Marilyne Andersen is a Full Professor of Sustainable Construction Technologies and former Dean of the School of Architecture, Civil and Environmental Engineering of EPFL. She is heading the Laboratory of Integrated Performance in Design that she launched in 2010. Before joining EPFL as a faculty, she was an associate professor in the Building Technology Group of MIT’s School of Architecture and Planning and the head of the MIT Daylighting Lab that she founded in 2004.

Andersen has a Master of Science degree in physics and specialized in daylighting through her PhD in building physics at EPFL in the Solar Energy and Building Physics Laboratory (LESO) and as a visiting scholar in the Building Technologies Department of the Lawrence Berkeley National Laboratory in California.

==Research and career==
Andersen's research focuses on building performance in the architectural context in general, and the use and optimization of daylight in buildings in particular. Specific topics she has been working on include: visual and thermal comfort; design tools in the early stages of the design process; goal-driven approaches in design; performance visualization; design implications of effects of light on circadian photoreception and health; advanced glazing and shading systems, daylight redirecting devices; video-based approaches in photometry.

Andersen has been teaching daylighting and building technology and has been involved in workshops, studios or classes related to these fields. As part of her non-institutional activities, she has been hired as a daylighting consultant for design projects for housing, campus buildings and mid-rise office buildings and as an expert for a patent infringement case. She is an active member of several Illuminating Engineering Society (IES) and International Commission on Illumination (CIE) committees.

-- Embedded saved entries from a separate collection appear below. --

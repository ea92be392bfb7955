//! The per-tick systems the orchestrator runs, in order.

pub mod collision;
pub mod particles;
pub mod powerup;
pub mod state;
pub mod targeting;

use glam::Vec2;

use crate::events::GameEvent;
use crate::systems::particles::{Color, EffectKind, ParticlePool};

/// Where systems send their side effects: host-facing events and visual effects.
pub struct Feedback<'a> {
    pub events: &'a mut Vec<GameEvent>,
    pub particles: &'a mut ParticlePool,
}

impl Feedback<'_> {
    pub fn emit(&mut self, event: impl Into<GameEvent>) {
        self.events.push(event.into());
    }

    pub fn effect(&mut self, position: Vec2, kind: EffectKind, color: Color, count: usize) -> usize {
        self.particles.request_effect(position, kind, color, count)
    }
}
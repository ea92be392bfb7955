//! This module contains all the constants used in the simulation.

use std::time::Duration;

/// The size of each cell, in subpixels.
pub const CELL_SIZE: f32 = 16.0;

/// The interval between ticks at the start of a session.
pub const TICK_INTERVAL: Duration = Duration::from_millis(50);
/// The shortest interval difficulty escalation is allowed to reach.
pub const MIN_TICK_INTERVAL: Duration = Duration::from_millis(20);
/// How much the tick interval shrinks each time a level is cleared.
pub const TICK_INTERVAL_STEP: Duration = Duration::from_millis(2);

/// An enum representing the different types of tiles on the map.
#[derive(Debug, Clone, Copy, PartialEq, Eq, Hash)]
pub enum MapTile {
    /// An impassable wall.
    Wall,
    /// A walkable, empty tile.
    Path,
    /// A regular pellet.
    Pellet,
    /// A power pellet.
    PowerPellet,
}

impl MapTile {
    /// Returns true if entities may stand on this tile.
    pub const fn is_walkable(self) -> bool {
        !matches!(self, MapTile::Wall)
    }

    /// Returns true if the player can consume this tile.
    pub const fn is_edible(self) -> bool {
        matches!(self, MapTile::Pellet | MapTile::PowerPellet)
    }
}

/// Movement tuning.
pub mod mechanics {
    /// Subpixels the player covers per tick at normal speed.
    pub const PLAYER_STRIDE: f32 = 4.0;
    /// Subpixels an adversary covers on a tick where it moves.
    pub const GHOST_STRIDE: f32 = 4.0;
    /// Lives granted at the start of a session.
    pub const STARTING_LIVES: u32 = 3;
    /// Per-level increase of adversary base speed.
    pub const GHOST_SPEED_STEP: f32 = 0.05;
    /// Upper bound of adversary base speed.
    pub const MAX_GHOST_SPEED: f32 = 1.0;
    /// Speed multiplier applied to adversaries while fleeing.
    pub const FLEE_SPEED_FACTOR: f32 = 0.5;
}

/// Point values and timing windows of the scoring rules.
pub mod scoring {
    use std::time::Duration;

    pub const PELLET: u32 = 10;
    pub const POWER_PELLET: u32 = 50;
    pub const GHOST_CONSUMED: u32 = 200;
    /// Multiplied by the streak length once the combo threshold is reached.
    pub const COMBO_UNIT: u32 = 10;
    /// Multiplied by the level number when a level is cleared.
    pub const LEVEL_CLEAR_UNIT: u32 = 1000;

    pub const COMBO_WINDOW: Duration = Duration::from_millis(2000);
    pub const COMBO_THRESHOLD: u32 = 3;
    pub const POWER_DURATION: Duration = Duration::from_secs(10);
}

/// Adversary behavior tuning.
pub mod ai {
    use std::time::Duration;

    /// Pursue and Retreat swap after this much time without power-mode.
    pub const MODE_PERIOD: Duration = Duration::from_secs(5);
    /// Cells ahead of the player the Ambusher aims for.
    pub const AMBUSH_LOOKAHEAD: i32 = 4;
    /// Below this distance (in cells) the Ambusher chases directly.
    pub const AMBUSH_CLOSE_RANGE: f32 = 6.0;
    /// Above this distance (in cells) the Flanker may wander.
    pub const FLANK_WANDER_RANGE: f32 = 10.0;
    /// Per-tick chance that a distant Flanker picks a random nearby target.
    pub const FLANK_WANDER_CHANCE: f64 = 0.2;
    /// Largest offset (in cells) of a wandering Flanker's target.
    pub const FLANK_WANDER_RADIUS: i32 = 3;
    /// Below this distance (in cells) the Opportunist backs away.
    pub const OPPORTUNIST_RANGE: f32 = 5.0;
    /// Upper bound of the random jitter added to candidate move scores.
    pub const MOVE_JITTER: f32 = 0.5;
    /// Largest random offset (in cells) added to a fleeing adversary's target.
    pub const FLEE_SCATTER: i32 = 2;
}

/// Collision radii, in subpixels.
pub mod collider {
    pub const PLAYER_RADIUS: f32 = 6.0;
    pub const GHOST_RADIUS: f32 = 6.0;
}

/// Particle system tuning.
pub mod effects {
    /// Default capacity of the particle pool.
    pub const POOL_CAPACITY: usize = 200;
    /// Life lost by every particle each tick, before its own decay rate.
    pub const BASE_DECAY: f32 = 0.01;
    /// How much larger a smoke particle is at the end of its life.
    pub const SMOKE_GROWTH: f32 = 1.5;
}

/// Power-up tuning.
pub mod powerup {
    use std::time::Duration;

    /// Per-tick chance of a power-up appearing while none is on the board.
    pub const SPAWN_CHANCE: f64 = 0.002;
    /// Attempts at finding an empty cell before giving up for this tick.
    pub const SPAWN_ATTEMPTS: u32 = 50;
    /// How long an uncollected power-up stays on the board.
    pub const LIFETIME: Duration = Duration::from_secs(15);
    /// Stride multiplier while a speed boost is active.
    pub const SPEED_BOOST_FACTOR: f32 = 1.5;
}

/// The built-in level layouts.
///
/// `#` wall, `.` pellet, `o` power pellet, ` ` path, `X` player spawn, `1`-`4` adversary spawns.
pub mod levels {
    pub const LEVEL_ONE: &[&str] = &[
        "#####################",
        "#o........#........o#",
        "#.###.###.#.###.###.#",
        "#...................#",
        "#.###.#.#####.#.###.#",
        "#.....#...#...#.....#",
        "#####.### # ###.#####",
        "#####.#       #.#####",
        "#####.# ## ## #.#####",
        "     .  #1234#  .    ",
        "#####.# ##### #.#####",
        "#####.#       #.#####",
        "#####.# ##### #.#####",
        "#.........#.........#",
        "#.###.###.#.###.###.#",
        "#o..#.....X.....#..o#",
        "###.#.#.#####.#.#.###",
        "#.....#...#...#.....#",
        "#.#######.#.#######.#",
        "#...................#",
        "#####################",
    ];

    pub const LEVEL_TWO: &[&str] = &[
        "###################",
        "#o.......#.......o#",
        "#.##.###.#.###.##.#",
        "#.................#",
        "#.##.#.#####.#.##.#",
        "#....#...#...#....#",
        "####.### # ###.####",
        "    .#  1 2  #.    ",
        "####.# ##### #.####",
        "####.#  3 4  #.####",
        "####.# ##### #.####",
        "#........X........#",
        "#.##.###.#.###.##.#",
        "#o.#.....#.....#.o#",
        "##.#.#.#####.#.#.##",
        "#....#...#...#....#",
        "#.######.#.######.#",
        "#.................#",
        "###################",
    ];

    pub const LEVEL_THREE: &[&str] = &[
        "####################",
        "#o.......##.......o#",
        "#.##.###.##.###.##.#",
        "#..................#",
        "###.#.########.#.###",
        "   .#....12....#.   ",
        "###.####.##.####.###",
        "#........34........#",
        "#.##.###.##.###.##.#",
        "#o.#......X.....#.o#",
        "##.#.#.######.#.#.##",
        "#....#...##...#....#",
        "#.######.##.######.#",
        "#..................#",
        "####################",
    ];

    pub const ALL: &[&[&str]] = &[LEVEL_ONE, LEVEL_TWO, LEVEL_THREE];
}
use glam::{IVec2, Vec2};
use strum_macros::AsRefStr;

/// The four cardinal directions.
#[derive(Debug, Clone, Copy, PartialEq, Eq, Hash, Default, AsRefStr)]
#[repr(usize)]
#[strum(serialize_all = "lowercase")]
pub enum Direction {
    Up,
    Down,
    #[default]
    Left,
    Right,
}

impl Direction {
    /// The four cardinal directions.
    /// This is just a convenience constant for iterating over the directions.
    pub const DIRECTIONS: [Direction; 4] = [Direction::Up, Direction::Down, Direction::Left, Direction::Right];

    /// Returns the opposite direction. Constant time.
    pub const fn opposite(self) -> Direction {
        match self {
            Direction::Up => Direction::Down,
            Direction::Down => Direction::Up,
            Direction::Left => Direction::Right,
            Direction::Right => Direction::Left,
        }
    }

    /// Returns the direction as a one-cell step.
    pub fn as_ivec2(self) -> IVec2 {
        self.into()
    }

    /// Returns the direction as a unit vector in subpixel space.
    pub fn as_vec2(self) -> Vec2 {
        self.as_ivec2().as_vec2()
    }

    /// Returns true for Left and Right.
    pub const fn is_horizontal(self) -> bool {
        matches!(self, Direction::Left | Direction::Right)
    }

    /// Returns the direction as a usize (0-3). Constant time.
    /// This is useful for indexing into arrays.
    pub const fn as_usize(self) -> usize {
        match self {
            Direction::Up => 0,
            Direction::Down => 1,
            Direction::Left => 2,
            Direction::Right => 3,
        }
    }
}

impl From<Direction> for IVec2 {
    fn from(dir: Direction) -> Self {
        match dir {
            Direction::Up => -IVec2::Y,
            Direction::Down => IVec2::Y,
            Direction::Left => -IVec2::X,
            Direction::Right => IVec2::X,
        }
    }
}

#[cfg(test)]
mod tests {
    use super::*;

    #[test]
    fn test_opposite_is_involution() {
        for dir in Direction::DIRECTIONS {
            assert_eq!(dir.opposite().opposite(), dir);
            assert_ne!(dir.opposite(), dir);
        }
    }

    #[test]
    fn test_opposite_vectors_cancel() {
        for dir in Direction::DIRECTIONS {
            assert_eq!(dir.as_ivec2() + dir.opposite().as_ivec2(), IVec2::ZERO);
        }
    }

    #[test]
    fn test_up_is_negative_y() {
        assert_eq!(Direction::Up.as_ivec2(), IVec2::new(0, -1));
        assert_eq!(Direction::Right.as_vec2(), Vec2::new(1.0, 0.0));
    }

    #[test]
    fn test_as_usize_is_unique() {
        let mut seen = [false; 4];
        for dir in Direction::DIRECTIONS {
            assert!(!seen[dir.as_usize()]);
            seen[dir.as_usize()] = true;
        }
    }

    #[test]
    fn test_as_ref_str() {
        assert_eq!(Direction::Left.as_ref(), "left");
    }
}
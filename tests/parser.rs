use glam::IVec2;
use pellet_chase::constants::MapTile;
use pellet_chase::error::ParseError;
use pellet_chase::map::parser::MapTileParser;
use speculoos::prelude::*;

#[test]
fn test_parse_character() {
    let test_cases = [
        ('#', MapTile::Wall),
        ('.', MapTile::Pellet),
        ('o', MapTile::PowerPellet),
        (' ', MapTile::Path),
        ('X', MapTile::Path),
        ('3', MapTile::Path),
    ];

    for (c, expected) in test_cases {
        assert_that(&MapTileParser::parse_character(c)).is_ok_containing(expected);
    }

    assert_that(&MapTileParser::parse_character('Z')).is_err_containing(ParseError::UnknownCharacter('Z'));
}

#[test]
fn test_parse_board_extracts_spawns() {
    let board = ["#######", "#X.1.2#", "#o.3.4#", "#######"];
    let parsed = MapTileParser::parse_board(&board).unwrap();

    assert_that(&parsed.width).is_equal_to(7);
    assert_that(&parsed.height).is_equal_to(4);
    assert_that(&parsed.player_spawn).is_equal_to(IVec2::new(1, 1));
    assert_that(&parsed.ghost_spawns).is_equal_to([
        IVec2::new(3, 1),
        IVec2::new(5, 1),
        IVec2::new(3, 2),
        IVec2::new(5, 2),
    ]);
    assert_that(&parsed.tiles[2 * 7 + 1]).is_equal_to(MapTile::PowerPellet);
}

#[test]
fn test_parse_board_rejects_ragged_rows() {
    let board = ["#####", "#X1234#", "#####"];
    assert_that(&MapTileParser::parse_board(&board).map(|_| ())).is_err_containing(ParseError::RaggedRow {
        line: 1,
        expected: 5,
        actual: 7,
    });
}

#[test]
fn test_parse_board_rejects_missing_and_duplicate_spawns() {
    let missing = ["#######", "#X.1.2#", "#..3..#", "#######"];
    assert_that(&MapTileParser::parse_board(&missing).map(|_| ())).is_err_containing(ParseError::MissingSpawn('4'));

    let duplicate = ["#######", "#X.1.2#", "#X.3.4#", "#######"];
    assert_that(&MapTileParser::parse_board(&duplicate).map(|_| ())).is_err_containing(ParseError::DuplicateSpawn('X'));
}

#[test]
fn test_parse_board_rejects_empty() {
    assert_that(&MapTileParser::parse_board(&[]).map(|_| ())).is_err_containing(ParseError::EmptyBoard);
    assert_that(&MapTileParser::parse_board(&[""]).map(|_| ())).is_err_containing(ParseError::EmptyBoard);
}
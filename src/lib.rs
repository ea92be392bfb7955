//! Deterministic simulation core for a tile-based arcade chase game.
//!
//! The host owns the clock, the input devices and the screen. It forwards input to a
//! [`game::Game`], calls [`game::Game::tick`] at the interval the game asks for, and
//! drains the resulting [`events::GameEvent`]s.

pub mod config;
pub mod constants;
pub mod entity;
pub mod error;
pub mod events;
pub mod game;
pub mod map;
pub mod session;
pub mod systems;
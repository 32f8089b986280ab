//! Mouse input handler: the click/drag paint surface.
//!
//! Left-button down over a seat starts a drag session and processes
//! that seat; drag-move events over seats are subsequent events;
//! button up ends the session wherever it happens. Events over labels,
//! the aisle, or empty space are ignored. Clicking a group button in
//! the group bar selects it.

use anyhow::Result;
use crossterm::event::{MouseButton, MouseEvent, MouseEventKind};

use crate::tui::group_bar::GroupBar;
use crate::tui::seat_grid::GridGeometry;
use crate::tui::{AppLayout, AppState};

/// Handle a mouse event against the current screen layout.
pub fn handle_mouse_event(
    state: &mut AppState,
    mouse: MouseEvent,
    layout: &AppLayout,
) -> Result<()> {
    let (x, y) = (mouse.column, mouse.row);

    match mouse.kind {
        MouseEventKind::Down(MouseButton::Left) => {
            let grid = GridGeometry::new(layout.grid);
            if let Some(seat) = grid.seat_at(x, y) {
                state.press_seat(seat);
            } else if let Some(group) = GroupBar::group_at(layout.groups, x, y) {
                state.select_group(group);
            }
        }
        MouseEventKind::Drag(MouseButton::Left) => {
            if state.drag.is_some() {
                let grid = GridGeometry::new(layout.grid);
                if let Some(seat) = grid.seat_at(x, y) {
                    state.drag_to(seat);
                }
            }
        }
        // Button up anywhere ends the session.
        MouseEventKind::Up(MouseButton::Left) => state.release_drag(),
        _ => {}
    }

    Ok(())
}
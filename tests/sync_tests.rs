//! Sync wire format and debounce behavior.

use std::collections::BTreeMap;
use std::time::{Duration, Instant};

use seatplanner::models::{Group, SeatId, SeatMap};
use seatplanner::sync::{DebounceTimer, SyncState, SyncStatus};

fn seat(block: u8, row: u8, col: u8) -> SeatId {
    SeatId::new(block, row, col).expect("test seat in bounds")
}

#[test]
fn test_push_body_is_flat_id_to_label_object() {
    let mut map = SeatMap::new();
    map.set(seat(1, 1, 1), Some(Group::B));
    map.set(seat(1, 9, 22), Some(Group::A));
    map.set(seat(2, 4, 7), Some(Group::H));

    let body = serde_json::to_string(&map.to_wire()).unwrap();
    let parsed: BTreeMap<String, String> = serde_json::from_str(&body).unwrap();

    assert_eq!(parsed.len(), 3);
    assert_eq!(parsed.get("block1-r1-c1").map(String::as_str), Some("B"));
    assert_eq!(parsed.get("block1-r9-c22").map(String::as_str), Some("A"));
    assert_eq!(parsed.get("block2-r4-c7").map(String::as_str), Some("H"));
}

#[test]
fn test_remote_blob_round_trip() {
    let mut map = SeatMap::new();
    for (i, group) in Group::ALL.iter().enumerate() {
        map.set(seat(1, 1, (i + 1) as u8), Some(*group));
    }

    let wire = map.to_wire();
    let rebuilt = SeatMap::from_wire(wire.iter().map(|(k, v)| (k.as_str(), v.as_str())));
    assert_eq!(rebuilt, map);
}

#[test]
fn test_rapid_mutations_collapse_to_one_push() {
    // N mutations inside the window must yield a single fire.
    let mut timer = DebounceTimer::new(Duration::from_secs(2));
    let start = Instant::now();

    for i in 0..10 {
        timer.reset(start + Duration::from_millis(i * 100));
    }

    let mut fires = 0;
    for i in 0..100 {
        if timer.fire_if_due(start + Duration::from_millis(i * 100)) {
            fires += 1;
        }
    }
    assert_eq!(fires, 1);
}

#[test]
fn test_mutation_marks_saving_until_fire() {
    let mut sync = SyncState::new(
        Some("http://localhost:9/store".to_string()),
        Duration::from_secs(2),
    );
    assert_eq!(sync.status, SyncStatus::Idle);

    sync.note_mutation(Instant::now());
    assert_eq!(sync.status, SyncStatus::Saving);
}

#[test]
fn test_offline_sync_is_inert() {
    let mut sync = SyncState::new(None, Duration::from_millis(1));
    let mut map = SeatMap::new();
    map.set(seat(1, 1, 1), Some(Group::B));

    sync.start_pull();
    sync.note_mutation(Instant::now());
    sync.tick(Instant::now() + Duration::from_secs(1), &map);

    assert_eq!(sync.status, SyncStatus::Idle);
    assert!(sync.poll().is_none());
    assert!(sync.flush_blocking(&map).is_ok());
}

Marilyne Andersen was the inaugural laureate of The Daylight Award for Research in 2016 and served as a jury member for this award in 2018 (as chair), in 2020 and in 2022.

==Published papers==
Andersen is the author of more than 90 papers published in peer-reviewed journals and international conferences and the recipient of several grants and awards including: three best conference paper awards (2011 & 2012), the Taylor Technical Talent Award granted by the Illuminating Engineering Society (2009), the 3M Non-Tenured Faculty Grant (2009), the Mitsui Career Development Professorship at MIT (2008), and the EPFL prize of the Chorafas Foundation awarded to her PhD thesis in Sustainability (2005). Her research or teaching has been supported by professional, institutional and industrial organizations such as: the Swiss and the U.S. National Science Foundations, the Velux Foundation, the Boston Society of Architects, the Swiss Energy and Mobility Competence Center, the MIT Energy Initiative, 3M and Saint Gobain SA.